Soon enough she couldn't wait to be stood putting the helmet and gloves on and to hold onto her brothers back as she did her three bounce leg up and over manoeuvre, push down the visor, make sure her underwear wasn't in full view of everyone else and then to grip onto the bar behind her and to then hear the sound of the engine as she gave her brother the nod that she was ready to go.
She looked around everywhere they went, she soon realised that being tense was not only making it harder for her brother to control the bike, but was also ruining her experience. So she relaxed, she looked around and took in where she was. A beautiful island where everything is perfect. Looking around helped her to take in the very thing she had gone to experience, and to understand, a tiny bit, what the racers are capable of. She thought that if those racers can go along the roads at the speeds they do then she could easily sit on the back, holding on tight, not having to use any skill, and enjoy herself.
She at first found it intimidating when they stopped at lights surrounded by other bikes. And she felt like she shouldn't be there. But soon enough, she loved those moments. She loved being in amongst that adrenaline, surrounded by loud engines and the anticipation of the speed as they would all move away from the lights.
Within no time she had fallen in love with the sport and the machines. She got it. She understood the passion. She felt that excitement, adrenaline and need to hear the bikes scream past at incredible speeds.
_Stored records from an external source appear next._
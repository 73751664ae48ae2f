mod capture_tests;
//! Tests for the rectangle type

use crate::coordinate::{Point, Rectangle};

#[test]
fn test_new_orders_bounds() {
    let rect = Rectangle::new(10.0, 20.0, 0.0, 5.0);
    assert_eq!(rect, Rectangle::new(0.0, 5.0, 10.0, 20.0));
    assert_eq!(rect.width(), 10.0);
    assert_eq!(rect.height(), 15.0);
}

#[test]
fn test_from_corners_any_drag_direction() {
    let dragged_up_left = Rectangle::from_corners(Point::new(50.0, 80.0), Point::new(10.0, 20.0));
    assert_eq!(dragged_up_left, Rectangle::new(10.0, 20.0, 50.0, 80.0));
}

#[test]
fn test_degenerate() {
    let click = Rectangle::from_corners(Point::new(3.0, 3.0), Point::new(3.0, 3.0));
    assert!(click.is_degenerate());

    let line = Rectangle::new(0.0, 0.0, 10.0, 0.0);
    assert!(line.is_degenerate());

    assert!(!Rectangle::new(0.0, 0.0, 1.0, 1.0).is_degenerate());
}

#[test]
fn test_ring_is_closed_and_clockwise_from_upper_left() {
    let ring = Rectangle::new(0.0, 0.0, 100.0, 50.0).ring();
    assert_eq!(ring[0], Point::new(0.0, 50.0));
    assert_eq!(ring[1], Point::new(100.0, 50.0));
    assert_eq!(ring[2], Point::new(100.0, 0.0));
    assert_eq!(ring[3], Point::new(0.0, 0.0));
    assert_eq!(ring[4], ring[0]);
}

#[test]
fn test_union_and_envelope() {
    let a = Rectangle::new(0.0, 0.0, 10.0, 10.0);
    let b = Rectangle::new(5.0, -5.0, 20.0, 8.0);
    assert_eq!(a.union(&b), Rectangle::new(0.0, -5.0, 20.0, 10.0));

    assert!(Rectangle::envelope(&[]).is_none());
    let env = Rectangle::envelope(&[Point::new(3.0, 4.0), Point::new(-1.0, 9.0)]);
    assert_eq!(env, Some(Rectangle::new(-1.0, 4.0, 3.0, 9.0)));
}

#[test]
fn test_from_string() {
    let rect = Rectangle::from_string("100000, 450000,100500,450300").unwrap();
    assert_eq!(rect, Rectangle::new(100000.0, 450000.0, 100500.0, 450300.0));
    assert_eq!(rect.to_string(), "100000,450000,100500,450300");

    assert!(Rectangle::from_string("1,2,3").is_err());
    assert!(Rectangle::from_string("1,2,x,4").is_err());
}
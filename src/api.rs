use log::info;

use crate::catalog::ServiceCatalog;
use crate::constants::{export, layers};
use crate::coordinate::{to_target_frame, Rectangle};
use crate::errors::{QInfraError, QInfraResult};
use crate::export::estimator::{self, clamp_resolution, Estimate};
use crate::export::{
    add_background, ExportOutcome, ExportPipeline, ExportRequest, OutputTarget, Renderer, SourceLoader,
};
use crate::region::{read_bbox, upsert, RegionCaptureTool};
use crate::workspace::{LayerId, Workspace};

/// Main interface to the QInfra library
///
/// Binds the region layer name, the service catalog and the export size
/// limit together, so callers only pass the workspace and collaborators.
pub struct QInfra<'a> {
    catalog: &'a ServiceCatalog,
    region_name: String,
    max_edge_px: u32,
}

impl<'a> QInfra<'a> {
    /// Create an instance working on `catalog`
    pub fn new(catalog: &'a ServiceCatalog) -> Self {
        QInfra {
            catalog,
            region_name: layers::REGION_LAYER_NAME.to_string(),
            max_edge_px: export::MAX_EDGE_PX,
        }
    }

    /// Store the region under another layer name
    pub fn with_region_name(mut self, name: &str) -> Self {
        self.region_name = name.to_string();
        self
    }

    pub fn with_max_edge(mut self, max_edge_px: u32) -> Self {
        self.max_edge_px = max_edge_px;
        self
    }

    pub fn catalog(&self) -> &ServiceCatalog {
        self.catalog
    }

    pub fn region_name(&self) -> &str {
        &self.region_name
    }

    /// Capture tool whose completed drags replace the region layer
    pub fn capture_tool(&self) -> RegionCaptureTool<'_> {
        let name = self.region_name.as_str();
        RegionCaptureTool::new(move |workspace, rect| upsert(workspace, rect, name).map(|_| ()))
    }

    /// Store `rect`, given in the workspace's active frame, as the region
    pub fn set_region(&self, workspace: &mut dyn Workspace, rect: Rectangle) -> QInfraResult<LayerId> {
        let rect = to_target_frame(rect, workspace.active_frame())?;
        upsert(workspace, rect, &self.region_name)
    }

    /// Bounding box of the stored region
    pub fn region(&self, workspace: &dyn Workspace) -> Option<Rectangle> {
        read_bbox(workspace, &self.region_name)
    }

    /// Live size estimate for the stored region
    ///
    /// The resolution is raised to the smallest allowed value first.
    pub fn estimate(&self, workspace: &dyn Workspace, meters_per_pixel: f64) -> Option<Estimate> {
        let region = self.region(workspace);
        estimator::estimate(region.as_ref(), clamp_resolution(meters_per_pixel))
    }

    /// Export the stored region from `service`/`variant`
    ///
    /// # Errors
    /// `NoRegion` when nothing was captured yet, otherwise whatever the
    /// pipeline reports
    pub fn export(
        &self,
        workspace: &mut dyn Workspace,
        renderer: &dyn Renderer,
        loader: &dyn SourceLoader,
        meters_per_pixel: f64,
        service: &str,
        variant: Option<&str>,
        output: &OutputTarget<'_>,
    ) -> QInfraResult<ExportOutcome> {
        let region = self.region(workspace).ok_or(QInfraError::NoRegion)?;
        let request = ExportRequest::new(region, meters_per_pixel).with_service(service, variant);

        let outcome = ExportPipeline::new(self.catalog)
            .with_max_edge(self.max_edge_px)
            .export(workspace, renderer, loader, &request, output)?;

        if let ExportOutcome::Completed(result) = &outcome {
            info!("Region exported to {}", result.image_path.display());
        }
        Ok(outcome)
    }

    /// Add `service`/`variant` as a background map and zoom to it
    pub fn add_background(
        &self,
        workspace: &mut dyn Workspace,
        loader: &dyn SourceLoader,
        service: &str,
        variant: Option<&str>,
    ) -> QInfraResult<LayerId> {
        let resolved = self.catalog.resolve(service, variant)?;
        add_background(workspace, loader, &resolved)
    }
}
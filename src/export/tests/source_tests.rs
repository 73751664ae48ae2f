//! Tests for source reference lookup and background maps

use super::FakeLoader;
use crate::catalog::ServiceCatalog;
use crate::coordinate::{Rectangle, ReferenceFrame};
use crate::errors::QInfraError;
use crate::export::source::{add_background, find_or_add_source, find_source};
use crate::workspace::{Layer, MapView, MemoryWorkspace, SourceReference, VectorLayer, Workspace};

fn untagged(label: &str, provider: &str, valid: bool) -> Layer {
    Layer::Source(SourceReference {
        label: label.to_string(),
        provider: provider.to_string(),
        request: String::new(),
        identity: None,
        valid,
        extent: None,
    })
}

#[test]
fn test_new_source_is_tagged_and_added() {
    let mut workspace = MemoryWorkspace::default();
    let loader = FakeLoader::accepting();
    let resolved = ServiceCatalog::builtin().resolve("brt", Some("pastel")).unwrap();

    let (id, source) = find_or_add_source(&mut workspace, &loader, &resolved).unwrap();

    assert_eq!(source.identity.as_deref(), Some("brt/pastel"));
    assert_eq!(workspace.layer(id).and_then(Layer::as_source), Some(&source));
    assert_eq!(find_source(&workspace, &resolved), Some(id));
}

#[test]
fn test_keyword_lookup_ignores_other_providers_and_invalid_layers() {
    let mut workspace = MemoryWorkspace::default();
    workspace.add_layer(untagged("Luchtfoto export", "gdal", true));
    workspace.add_layer(untagged("Luchtfoto kapot", "wms", false));
    let mut vector = VectorLayer::polygon("luchtfoto vlakken", ReferenceFrame::RdNew);
    vector.provider = "wms".to_string();
    workspace.add_layer(Layer::Vector(vector));
    let resolved = ServiceCatalog::builtin().resolve("luchtfoto", None).unwrap();

    assert_eq!(find_source(&workspace, &resolved), None);

    let good = workspace.add_layer(untagged("luchtfoto (PDOK)", "wms", true));
    assert_eq!(find_source(&workspace, &resolved), Some(good));
}

#[test]
fn test_tagged_layer_of_other_variant_is_not_reused() {
    let mut workspace = MemoryWorkspace::default();
    let loader = FakeLoader::accepting();
    let catalog = ServiceCatalog::builtin();
    let grijs = catalog.resolve("brt", Some("grijs")).unwrap();
    let water = catalog.resolve("brt", Some("water")).unwrap();

    let (grijs_id, _) = find_or_add_source(&mut workspace, &loader, &grijs).unwrap();
    assert_eq!(find_source(&workspace, &water), None);

    let (water_id, _) = find_or_add_source(&mut workspace, &loader, &water).unwrap();
    assert_ne!(grijs_id, water_id);
    assert_eq!(loader.loads.get(), 2);
}

#[test]
fn test_rejected_source_is_not_added() {
    let mut workspace = MemoryWorkspace::default();
    let resolved = ServiceCatalog::builtin().resolve("brk", None).unwrap();

    let result = find_or_add_source(&mut workspace, &FakeLoader::rejecting(), &resolved);

    match result {
        Err(QInfraError::SourceUnavailable { label }) => assert_eq!(label, resolved.label),
        other => panic!("expected SourceUnavailable, got {:?}", other),
    }
    assert_eq!(workspace.layer_count(), 0);
}

#[test]
fn test_add_background_zooms_to_extent() {
    let view = MapView::new(Rectangle::new(4.8, 52.3, 4.9, 52.4), 800, 600);
    let mut workspace = MemoryWorkspace::new(ReferenceFrame::WGS84, view);
    let extent = Rectangle::new(10_000.0, 300_000.0, 280_000.0, 620_000.0);
    let loader = FakeLoader {
        extent: Some(extent),
        ..FakeLoader::accepting()
    };
    let resolved = ServiceCatalog::builtin().resolve("bgt", Some("omtrek")).unwrap();

    let id = add_background(&mut workspace, &loader, &resolved).unwrap();

    assert_eq!(workspace.active_frame(), ReferenceFrame::RdNew);
    assert_eq!(workspace.view().extent, extent);
    assert!(workspace.layer(id).is_some());
}

#[test]
fn test_add_background_without_extent_keeps_view() {
    let mut workspace = MemoryWorkspace::default();
    let before = workspace.view().extent;
    let resolved = ServiceCatalog::builtin().resolve("luchtfoto", Some("25cm")).unwrap();

    add_background(&mut workspace, &FakeLoader::accepting(), &resolved).unwrap();
    add_background(&mut workspace, &FakeLoader::accepting(), &resolved).unwrap();

    assert_eq!(workspace.view().extent, before);
    assert_eq!(workspace.layer_count(), 1);
}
Then there was that mountain run. The races had been called off because of strong winds, but they needed to go over the mountain to get back to their campsite. The alternative route was long and faffy. As they started up the mountain she questioned whether or not her hands could ever hold on tight enough to stop her from flying off.
She was scared.
She tried to focus her mind on other things, but this was just too much. It felt like they were never going to get to a safe point. She didn't feel in control of how she should be sitting, the wind was hitting her and pushing her. She waited until the moment came when she would be laying on the road. She wondered what the pain would feel like, or if she would feel any pain at all.
And then she remembered who she was riding with, and what he would say if he knew what she was thinking.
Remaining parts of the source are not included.